Exploration videos need to be pre-recorded. In real-world scenarios, agents should possess autonomous "explore-on-the-fly" capabilities, which represents a more fundamental challenge.
Current outputs are restricted to text-based answers rather than concrete GUI operations (e.g., coordinate clicks), leaving a gap before fully realizing end-to-end GUI automation.
Data collection poses privacy challenges, as application screenshots may contain sensitive information.
Graph clustering depends heavily on GPT, with the performance of open-source alternatives remaining unverified.
Automatic exploration (using DroidBot) has limited coverage, and manual exploration is costly. RL-based autonomous exploration strategies could be explored.

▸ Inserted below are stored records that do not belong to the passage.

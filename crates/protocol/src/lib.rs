//! Addressing and key derivation for the chunkpipe relay protocol.
//!
//! A transfer is identified by an opaque path prefix; each chunk of the
//! transfer lives at the SHA-256 address of `{prefix}/{number}`. Only these
//! pure helpers live here; the transfer engine itself is in
//! `chunkpipe-transfer`.

mod address;
mod keys;

pub use address::{ADDRESS_LENGTH, chunk_address, chunk_key, join_url};
pub use keys::{KEY_LENGTH, derive_key};
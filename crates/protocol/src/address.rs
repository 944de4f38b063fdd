use sha2::{Digest, Sha256};

/// Length of a chunk address in hex characters (SHA-256 = 64).
pub const ADDRESS_LENGTH: usize = 64;

/// Formats the chunk key for `chunk_number` within a transfer.
///
/// The key is only ever used as hash input; it never appears on the wire.
pub fn chunk_key(path_prefix: &str, chunk_number: u64) -> String {
    format!("{path_prefix}/{chunk_number}")
}

/// Computes the opaque network address of a chunk.
///
/// The address is the lowercase hex SHA-256 digest of the chunk key, used
/// directly as the last path segment of the relay URL. Deterministic:
/// identical `(path_prefix, chunk_number)` pairs always map to the same
/// address, and an observer without the prefix cannot recover chunk
/// ordering from the address space.
pub fn chunk_address(path_prefix: &str, chunk_number: u64) -> String {
    let mut hasher = Sha256::new();
    hasher.update(chunk_key(path_prefix, chunk_number).as_bytes());
    hex::encode(hasher.finalize())
}

/// Joins a base URL and a path segment without duplicating separators.
pub fn join_url(base: &str, segment: &str) -> String {
    format!(
        "{}/{}",
        base.trim_end_matches('/'),
        segment.trim_start_matches('/')
    )
}
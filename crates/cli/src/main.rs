//! chunkpipe command line: send or receive one stream through a relay.

use std::path::PathBuf;
use std::sync::Arc;

use anyhow::Context;
use clap::{Parser, Subcommand};
use futures_util::StreamExt;
use tokio::io::AsyncWriteExt;
use tracing_subscriber::EnvFilter;

use chunkpipe_protocol::derive_key;
use chunkpipe_transfer::{
    DEFAULT_CHUNK_SIZE, DEFAULT_CONCURRENCY, FileChunker, HttpTransport, ProgressStream, Receiver,
    Sender, TransferConfig,
};

#[derive(Parser)]
#[command(name = "chunkpipe", about = "Chunked file transfer through an HTTP relay")]
struct Cli {
    #[command(subcommand)]
    command: Command,
}

#[derive(Subcommand)]
enum Command {
    /// Send a file through the relay.
    Send {
        /// File to send.
        file: PathBuf,
        /// Relay server base URL.
        #[arg(long)]
        server: String,
        /// Transfer channel id (generated and printed if omitted).
        #[arg(long, conflicts_with = "passphrase")]
        channel: Option<String>,
        /// Derive the channel from a shared passphrase instead.
        #[arg(long)]
        passphrase: Option<String>,
        /// Chunk size in bytes.
        #[arg(long, default_value_t = DEFAULT_CHUNK_SIZE)]
        chunk_size: usize,
        /// Maximum in-flight requests.
        #[arg(long, default_value_t = DEFAULT_CONCURRENCY)]
        concurrency: usize,
    },
    /// Receive a stream from the relay.
    Recv {
        /// Relay server base URL.
        #[arg(long)]
        server: String,
        /// Transfer channel id.
        #[arg(long, conflicts_with = "passphrase")]
        channel: Option<String>,
        /// Derive the channel from a shared passphrase instead.
        #[arg(long)]
        passphrase: Option<String>,
        /// Output file (stdout if omitted).
        #[arg(short, long)]
        output: Option<PathBuf>,
        /// Maximum in-flight requests.
        #[arg(long, default_value_t = DEFAULT_CONCURRENCY)]
        concurrency: usize,
    },
}

/// Resolves the transfer channel from the flags.
///
/// A passphrase maps to a channel via key derivation, so both ends agree
/// without exchanging an id. With neither flag, `generate` controls
/// whether a fresh id is created (sender) or the flags are rejected
/// (receiver, which has nothing to guess from).
fn resolve_channel(
    channel: Option<String>,
    passphrase: Option<String>,
    generate: bool,
) -> anyhow::Result<String> {
    if let Some(channel) = channel {
        return Ok(channel);
    }
    if let Some(passphrase) = passphrase {
        return Ok(hex::encode(derive_key(&passphrase)));
    }
    if generate {
        let channel = uuid::Uuid::new_v4().to_string();
        println!("channel: {channel}");
        return Ok(channel);
    }
    anyhow::bail!("either --channel or --passphrase is required")
}

async fn send(
    file: PathBuf,
    server: String,
    config: TransferConfig,
) -> anyhow::Result<()> {
    let chunker = FileChunker::open(&file, config.chunk_size)
        .await
        .with_context(|| format!("opening {}", file.display()))?;
    let total_size = chunker.size();
    tracing::info!(file = %file.display(), size = total_size, "sending");

    let source = ProgressStream::new(
        chunker.into_stream(),
        Box::new(move |sent| tracing::debug!(sent, total_size, "progress")),
    );

    let transport = Arc::new(HttpTransport::new(server));
    let sender = Sender::new(transport, config);
    let sent = sender.send(source).await.context("transfer failed")?;
    tracing::info!(sent, "done");
    Ok(())
}

async fn recv(
    server: String,
    output: Option<PathBuf>,
    config: TransferConfig,
) -> anyhow::Result<()> {
    let transport = Arc::new(HttpTransport::new(server));
    let receiver = Receiver::new(transport, config);

    let mut stream = ProgressStream::new(
        receiver.stream(),
        Box::new(|received| tracing::debug!(received, "progress")),
    );

    let mut writer: Box<dyn tokio::io::AsyncWrite + Unpin> = match &output {
        Some(path) => Box::new(
            tokio::fs::File::create(path)
                .await
                .with_context(|| format!("creating {}", path.display()))?,
        ),
        None => Box::new(tokio::io::stdout()),
    };

    while let Some(chunk) = stream.next().await {
        let chunk = chunk.context("transfer failed")?;
        writer.write_all(&chunk).await?;
    }
    writer.flush().await?;

    tracing::info!(received = stream.observed(), "done");
    Ok(())
}

#[tokio::main]
async fn main() -> anyhow::Result<()> {
    tracing_subscriber::fmt()
        .with_env_filter(
            EnvFilter::try_from_default_env().unwrap_or_else(|_| EnvFilter::new("info")),
        )
        .with_writer(std::io::stderr)
        .init();

    let cli = Cli::parse();
    match cli.command {
        Command::Send {
            file,
            server,
            channel,
            passphrase,
            chunk_size,
            concurrency,
        } => {
            let channel = resolve_channel(channel, passphrase, true)?;
            let config = TransferConfig::new(channel)
                .with_chunk_size(chunk_size)
                .with_concurrency(concurrency);
            send(file, server, config).await
        }
        Command::Recv {
            server,
            channel,
            passphrase,
            output,
            concurrency,
        } => {
            let channel = resolve_channel(channel, passphrase, false)?;
            let config = TransferConfig::new(channel).with_concurrency(concurrency);
            recv(server, output, config).await
        }
    }
}
/// Windows-safe file stem derived from a feed title or pinned output name.
/// The caller appends the extension.
pub fn sanitize_file_stem(input: &str) -> String {
    let mut cleaned: String = input
        .chars()
        .map(|c| if is_forbidden(c) { '_' } else { c })
        .collect();
    cleaned = cleaned.trim_matches(&['_', ' ', '.'][..]).to_string();
    if cleaned.is_empty() {
        cleaned = "feed".to_string();
    }
    // Collapse multiple underscores
    let mut compacted = String::with_capacity(cleaned.len());
    let mut prev_underscore = false;
    for c in cleaned.chars() {
        if c == '_' {
            if !prev_underscore {
                compacted.push(c);
            }
            prev_underscore = true;
        } else {
            compacted.push(c);
            prev_underscore = false;
        }
    }
    let mut stem = compacted;
    if stem.len() > 80 {
        let mut end = 80;
        while end > 0 && !stem.is_char_boundary(end) {
            end -= 1;
        }
        stem.truncate(end);
    }
    if is_reserved_windows_name(&stem) {
        stem.push('_');
    }
    stem
}

fn is_forbidden(c: char) -> bool {
    matches!(c,
        '\\' | '/' | ':' | '*' | '?' | '"' | '<' | '>' | '|' | '\0'..='\u{1F}'
    )
}

fn is_reserved_windows_name(name: &str) -> bool {
    const RESERVED: &[&str] = &[
        "CON", "PRN", "AUX", "NUL", "COM1", "COM2", "COM3", "COM4", "COM5", "COM6", "COM7", "COM8",
        "COM9", "LPT1", "LPT2", "LPT3", "LPT4", "LPT5", "LPT6", "LPT7", "LPT8", "LPT9",
    ];
    RESERVED.iter().any(|r| r.eq_ignore_ascii_case(name))
}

vs CogAgent: CogAgent acquires general GUI capabilities through large-scale pre-training but performs poorly on unfamiliar apps (StepSR of only 15.80%). Xplore-Agent boosts this to 30.39% by leveraging exploration priors.
vs VideoTree: Both are two-stage methods; however, VideoTree employs uniform sampling and general video understanding, whereas Xplore-Agent uses GUI-specific keyframe extraction coupled with graph-based reasoning, demonstrating a pronounced edge in SeqVerify (36.54% vs. 21.61%).
vs Mind2Web/AITW: These datasets provide operation trajectories but overlook differences in application architecture. GUI-Xplore supplements application-level knowledge via exploration videos.

Rating¶

Novelty: ⭐⭐⭐⭐ The exploration-reasoning paradigm and GUI Transition Graph concept are novel, but the individual components within the two-stage pipeline (e.g., VH generation, GPT clustering) are relatively standard.
Experimental Thoroughness: ⭐⭐⭐⭐ Comprehensive evaluation across both cross-application and cross-task dimensions with complete ablations, though certain implementation details (e.g., prompt templates for GPT clustering) lack transparency.
Writing Quality: ⭐⭐⭐⭐ Clearly defined problems and intuitive system diagrams, though the organization of Sections 3 and 4 appears slightly redundant.
Value: ⭐⭐⭐⭐ Proposes a new paradigm and benchmarking suite for GUI agent generalization, offering clear guidance for future research.